# Work request
The required output consists solely of the lines from the top of the listing through the line containing "Router::new()", transcribed exactly.

# Given records
►

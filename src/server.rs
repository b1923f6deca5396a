//! HTTP surface: serves the static site the shell runs in, plus the news proxy that keeps
//! the upstream API key off the client.

use axum::{
    Json, Router,
    extract::State,
    http::{HeaderName, StatusCode},
    response::{IntoResponse, Response},
    routing::get,
};
use serde_json::{Value, json};
use tower::ServiceBuilder;
use tower_http::{
    cors::{Any, CorsLayer},
    request_id::{MakeRequestUuid, PropagateRequestIdLayer, SetRequestIdLayer},
    services::{ServeDir, ServeFile},
    trace::{DefaultOnResponse, TraceLayer},
};
use tracing::{Level, Span, error, info, warn};

use crate::AppState;

/// Query the client-side news page relies on; the key is appended server-side.
const NEWS_QUERY: [(&str, &str); 4] = [
    ("category", "general"),
    ("lang", "en"),
    ("country", "us"),
    ("max", "10"),
];

/// create_router
///
/// `/health`, `/api/news`, and the static site with an `index.html` fallback so deep
/// links like `/#/events` and unknown paths still boot the shell.
pub fn create_router(state: AppState) -> Router {
    let cors = CorsLayer::new()
        .allow_methods(Any)
        .allow_origin(Any)
        .allow_headers(Any);

    let x_request_id = HeaderName::from_static("x-request-id");

    let public_dir = state.config.public_dir.clone();
    let site = ServeDir::new(&public_dir).fallback(ServeFile::new(public_dir.join("index.html")));

    Router::new()
        .route("/health", get(health))
        .route("/api/news", get(news_proxy))
        .fallback_service(site)
        .with_state(state)
        .layer(
            ServiceBuilder::new()
                .layer(SetRequestIdLayer::new(x_request_id.clone(), MakeRequestUuid))
                .layer(
                    TraceLayer::new_for_http()
                        .make_span_with(trace_span_logger)
                        .on_response(
                            DefaultOnResponse::new()
                                .level(Level::INFO)
                                .latency_unit(tower_http::LatencyUnit::Millis),
                        ),
                )
                .layer(PropagateRequestIdLayer::new(x_request_id)),
        )
        .layer(cors)
}

async fn health() -> &'static str {
    "ok"
}

fn proxy_error(status: StatusCode, message: &str) -> Response {
    (status, Json(json!({ "error": message }))).into_response()
}

/// news_proxy
///
/// Forwards to the configured upstream with the server-held key and returns its JSON
/// unchanged. 503 when no key is configured, 502 when the upstream fails.
async fn news_proxy(State(state): State<AppState>) -> Response {
    let Some(key) = state.config.news_api_key.as_deref() else {
        warn!("news requested but no NEWS_API_KEY is configured");
        return proxy_error(StatusCode::SERVICE_UNAVAILABLE, "news service unavailable");
    };

    let response = match state
        .http
        .get(&state.config.news_api_url)
        .query(&NEWS_QUERY)
        .query(&[("apikey", key)])
        .send()
        .await
    {
        Ok(response) => response,
        Err(e) => {
            error!(error = %e, "news upstream unreachable");
            return proxy_error(StatusCode::BAD_GATEWAY, "news upstream unreachable");
        }
    };

    let status = response.status();
    if !status.is_success() {
        error!(status = status.as_u16(), "news upstream returned an error");
        return proxy_error(StatusCode::BAD_GATEWAY, "news upstream returned an error");
    }

    match response.json::<Value>().await {
        Ok(body) => {
            info!("news proxied");
            Json(body).into_response()
        }
        Err(e) => {
            error!(error = %e, "news upstream returned invalid JSON");
            proxy_error(StatusCode::BAD_GATEWAY, "news upstream returned invalid JSON")
        }
    }
}

/// trace_span_logger
///
/// Span for every request, tagged with the generated `x-request-id`.
fn trace_span_logger(request: &axum::http::Request<axum::body::Body>) -> Span {
    let request_id = request
        .headers()
        .get("x-request-id")
        .and_then(|value| value.to_str().ok())
        .unwrap_or("unknown");

    tracing::info_span!(
        "http_request",
        method = ?request.method(),
        uri = ?request.uri(),
        req_id = %request_id,
    )
}
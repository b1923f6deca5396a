use async_trait::async_trait;
use tracing::error;

use super::{PageContext, PageController, escape};
use crate::{assets::fetch_json, error::ShellError, models::GalleryDocument};

pub const GALLERY_RESOURCE: &str = "data/gallery.json";
pub const GALLERY_CONTAINER: &str = "gallery-container";
pub const GALLERY_FAILED: &str = "Unable to load the gallery at this time.";

/// GalleryPage
///
/// Thumbnails link to the full image for the lightbox script.
#[derive(Debug, Default)]
pub struct GalleryPage;

impl GalleryPage {
    pub fn render(document: &GalleryDocument) -> String {
        document
            .images
            .iter()
            .map(|image| {
                format!(
                    r#"<div class="col-md-4 mb-3"><a href="{}" data-lightbox="gallery" data-title="{}"><img src="{}" alt="{}" class="img-fluid rounded"></a></div>"#,
                    escape(&image.src),
                    escape(&image.title),
                    escape(&image.thumbnail),
                    escape(&image.title),
                )
            })
            .collect()
    }
}

#[async_trait]
impl PageController for GalleryPage {
    async fn enter(&self, ctx: &PageContext) -> Result<(), ShellError> {
        let html = match fetch_json::<GalleryDocument>(ctx.assets.as_ref(), GALLERY_RESOURCE).await {
            Ok(document) => Self::render(&document),
            Err(e) => {
                error!(error = %e, "error loading gallery images");
                format!("<p>{GALLERY_FAILED}</p>")
            }
        };
        ctx.host.set_region_markup(GALLERY_CONTAINER, &html)
    }
}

◄

# Task answer
filename src/server.rs
repository b1923f6deca5396a
//! HTTP surface: serves the static site the shell runs in, plus the news proxy that keeps
//! the upstream API key off the client.

use axum::{
    Json, Router,
    extract::State,
    http::{HeaderName, StatusCode},
    response::{IntoResponse, Response},
    routing::get,
};
use serde_json::{Value, json};
use tower::ServiceBuilder;
use tower_http::{
    cors::{Any, CorsLayer},
    request_id::{MakeRequestUuid, PropagateRequestIdLayer, SetRequestIdLayer},
    services::{ServeDir, ServeFile},
    trace::{DefaultOnResponse, TraceLayer},
};
use tracing::{Level, Span, error, info, warn};

use crate::AppState;

/// Query the client-side news page relies on; the key is appended server-side.
const NEWS_QUERY: [(&str, &str); 4] = [
    ("category", "general"),
    ("lang", "en"),
    ("country", "us"),
    ("max", "10"),
];

/// create_router
///
/// `/health`, `/api/news`, and the static site with an `index.html` fallback so deep
/// links like `/#/events` and unknown paths still boot the shell.
pub fn create_router(state: AppState) -> Router {
    let cors = CorsLayer::new()
        .allow_methods(Any)
        .allow_origin(Any)
        .allow_headers(Any);

    let x_request_id = HeaderName::from_static("x-request-id");

    let public_dir = state.config.public_dir.clone();
    let site = ServeDir::new(&public_dir).fallback(ServeFile::new(public_dir.join("index.html")));

    Router::new()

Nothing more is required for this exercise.